(ENTRIES SUPPLIED Opens)

use std::cell::RefCell;
use std::rc::Rc;

use serde::{Deserialize, Serialize};
use tracing::debug;

use crate::core::{
    CancellationToken, ChartId, Debouncer, Millis, PlotArea, PlotData, SamplingInfo, Viewport,
};
use crate::error::{ChartError, ChartErrorKind, ChartResult};
use crate::extensions::{
    ChartPlugin, PluginContext, SelectionOverlayPlugin, ZOOM_SYNC_PLUGIN_ID, ZoomSyncPlugin,
};
use crate::interaction::{ResolutionController, SelectionEngine};
use crate::render::Renderer;
use crate::sync::{SharedViewport, ZoomSyncService};

use super::{ChartConfiguration, DashboardConfig};

/// User-facing load state of one chart.
#[derive(Debug, Clone, PartialEq, Eq, Default, Serialize, Deserialize)]
pub struct LoadingState {
    pub is_loading: bool,
    /// Error-state message; `None` while healthy or empty.
    pub error: Option<String>,
    pub error_kind: Option<ChartErrorKind>,
    /// Sources had no rows or lacked the requested parameters.
    pub empty: bool,
}

impl LoadingState {
    pub(super) fn loading() -> Self {
        Self {
            is_loading: true,
            ..Self::default()
        }
    }

    /// Converts a chart pipeline error into user-facing state.
    pub(super) fn from_error(err: &ChartError) -> Self {
        match err.kind() {
            ChartErrorKind::DataUnavailable => Self {
                empty: true,
                ..Self::default()
            },
            ChartErrorKind::TransformFailure => Self {
                error: Some("failed to render chart".to_owned()),
                error_kind: Some(ChartErrorKind::TransformFailure),
                ..Self::default()
            },
            kind => Self {
                error: Some(err.to_string()),
                error_kind: Some(kind),
                ..Self::default()
            },
        }
    }

    #[must_use]
    pub fn has_error(&self) -> bool {
        self.error.is_some()
    }
}

/// One chart of the dashboard: load pipeline, viewport, selection, resolution
/// and plugins, drawing through `R`.
///
/// Every failure inside the pipeline is converted into `LoadingState`; sibling
/// charts and the shared zoom-sync registry never see it.
pub struct ChartInstance<R: Renderer> {
    pub(super) id: ChartId,
    pub(super) renderer: R,
    pub(super) config: ChartConfiguration,
    pub(super) settings: DashboardConfig,
    pub(super) plot_area: PlotArea,
    pub(super) resize: Debouncer<PlotArea>,
    pub(super) viewport: SharedViewport,
    pub(super) sync: Option<ZoomSyncService>,
    pub(super) resolution: ResolutionController,
    pub(super) selection: Rc<RefCell<SelectionEngine>>,
    pub(super) plugins: Vec<Box<dyn ChartPlugin>>,
    pub(super) data: Option<PlotData>,
    pub(super) loading: LoadingState,
    pub(super) generation: u64,
    pub(super) load_token: CancellationToken,
    pub(super) mounted: bool,
    pub(super) needs_render: bool,
    pub(super) ready_sent: bool,
    pub(super) rendered_revision: Option<u64>,
    pub(super) last_sampling: Vec<SamplingInfo>,
}

impl<R: Renderer> std::fmt::Debug for ChartInstance<R> {
    fn fmt(&self, f: &mut std::fmt::Formatter<'_>) -> std::fmt::Result {
        f.debug_struct("ChartInstance")
            .field("id", &self.id)
            .field("config", &self.config)
            .field("plot_area", &self.plot_area)
            .field("loading", &self.loading)
            .field("resolution", &self.resolution.mode())
            .field("mounted", &self.mounted)
            .field("plugins", &self.plugin_count())
            .finish_non_exhaustive()
    }
}

impl<R: Renderer> ChartInstance<R> {
    pub fn new(
        id: ChartId,
        renderer: R,
        config: ChartConfiguration,
        settings: DashboardConfig,
    ) -> ChartResult<Self> {
        let settings = settings.validate()?;
        config.validate()?;
        if id.as_str().is_empty() {
            return Err(ChartError::InvalidConfig("chart id must not be empty".to_owned()));
        }

        let selection = Rc::new(RefCell::new(SelectionEngine::new(settings.selection)));
        let plugins: Vec<Box<dyn ChartPlugin>> = vec![Box::new(SelectionOverlayPlugin::new(
            Rc::clone(&selection),
        ))];

        Ok(Self {
            id,
            renderer,
            config,
            plot_area: settings.plot_size,
            resize: Debouncer::new(settings.resize_debounce_ms),
            viewport: SharedViewport::new(),
            sync: None,
            resolution: ResolutionController::new(settings.resolution),
            selection,
            plugins,
            data: None,
            loading: LoadingState::default(),
            generation: 0,
            load_token: CancellationToken::new(),
            mounted: false,
            needs_render: false,
            ready_sent: false,
            rendered_revision: None,
            last_sampling: Vec::new(),
            settings,
        })
    }

    #[must_use]
    pub fn id(&self) -> &ChartId {
        &self.id
    }

    #[must_use]
    pub fn config(&self) -> &ChartConfiguration {
        &self.config
    }

    #[must_use]
    pub fn settings(&self) -> DashboardConfig {
        self.settings
    }

    #[must_use]
    pub fn loading_state(&self) -> &LoadingState {
        &self.loading
    }

    /// Full-resolution data of the last successful load.
    #[must_use]
    pub fn plot_data(&self) -> Option<&PlotData> {
        self.data.as_ref()
    }

    #[must_use]
    pub fn plot_area(&self) -> PlotArea {
        self.plot_area
    }

    #[must_use]
    pub fn viewport(&self) -> Option<Viewport> {
        self.viewport.current()
    }

    /// Handle to the viewport storage the zoom-sync registry writes into.
    #[must_use]
    pub fn shared_viewport(&self) -> &SharedViewport {
        &self.viewport
    }

    #[must_use]
    pub fn is_mounted(&self) -> bool {
        self.mounted
    }

    /// Per-series sampling counts of the last rendered frame.
    #[must_use]
    pub fn sampling_info(&self) -> &[SamplingInfo] {
        &self.last_sampling
    }

    #[must_use]
    pub fn renderer(&self) -> &R {
        &self.renderer
    }

    pub fn renderer_mut(&mut self) -> &mut R {
        &mut self.renderer
    }

    #[must_use]
    pub fn into_renderer(self) -> R {
        self.renderer
    }

    /// Attaches the chart to the session: registers with zoom sync and starts
    /// the resolution state machine.
    pub fn mount(&mut self, sync: &ZoomSyncService, now: Millis) {
        if self.mounted {
            return;
        }
        self.mounted = true;
        self.resolution.reset(now);
        self.attach_sync(sync.clone());
        debug!(chart = %self.id, "chart mounted");
    }

    /// Detaches the chart. Pending timers are cancelled and in-flight loads
    /// can no longer mutate it.
    pub fn unmount(&mut self) {
        if !self.mounted {
            return;
        }
        self.mounted = false;
        self.load_token.cancel();
        self.resolution.cancel();
        self.resize.cancel();
        self.detach_sync();
        self.selection.borrow_mut().clear();
        self.viewport.set_interaction_locked(false);
        self.loading.is_loading = false;
        debug!(chart = %self.id, "chart unmounted");
    }

    /// Requests a new plot size; applied after the resize quiet period.
    pub fn resize(&mut self, width: u32, height: u32, now: Millis) -> ChartResult<()> {
        let area = PlotArea::new(width, height).validate()?;
        self.resize.push(now, area);
        Ok(())
    }

    pub(super) fn attach_sync(&mut self, sync: ZoomSyncService) {
        let handle: Rc<SharedViewport> = Rc::new(self.viewport.clone());
        sync.register_chart(self.id.clone(), handle, self.config.axis_kind());
        self.plugins.retain(|plugin| plugin.id() != ZOOM_SYNC_PLUGIN_ID);
        self.plugins.push(Box::new(ZoomSyncPlugin::new(
            self.id.clone(),
            sync.clone(),
            self.viewport.clone(),
        )));
        self.sync = Some(sync);
    }

    pub(super) fn detach_sync(&mut self) {
        if let Some(sync) = self.sync.take() {
            sync.unregister_chart(&self.id);
        }
        self.plugins.retain(|plugin| plugin.id() != ZOOM_SYNC_PLUGIN_ID);
    }

    pub(super) fn plugin_context(&self) -> PluginContext {
        PluginContext {
            viewport: self.viewport.current(),
            plot_area: self.plot_area,
            series_count: self.data.as_ref().map_or(0, |data| data.series.len()),
            point_count: self.data.as_ref().map_or(0, PlotData::point_count),
            resolution: self.resolution.tier(),
        }
    }
}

(ENTRIES SUPPLIED Closes)

TASK INSTRUCTIONS —
Every line of the records containing the word "ChartConfiguration" must appear in the answer.

ANSWER TO THE PROBLEM —
use super::{ChartConfiguration, DashboardConfig};
    pub(super) config: ChartConfiguration,
        config: ChartConfiguration,
    pub fn config(&self) -> &ChartConfiguration {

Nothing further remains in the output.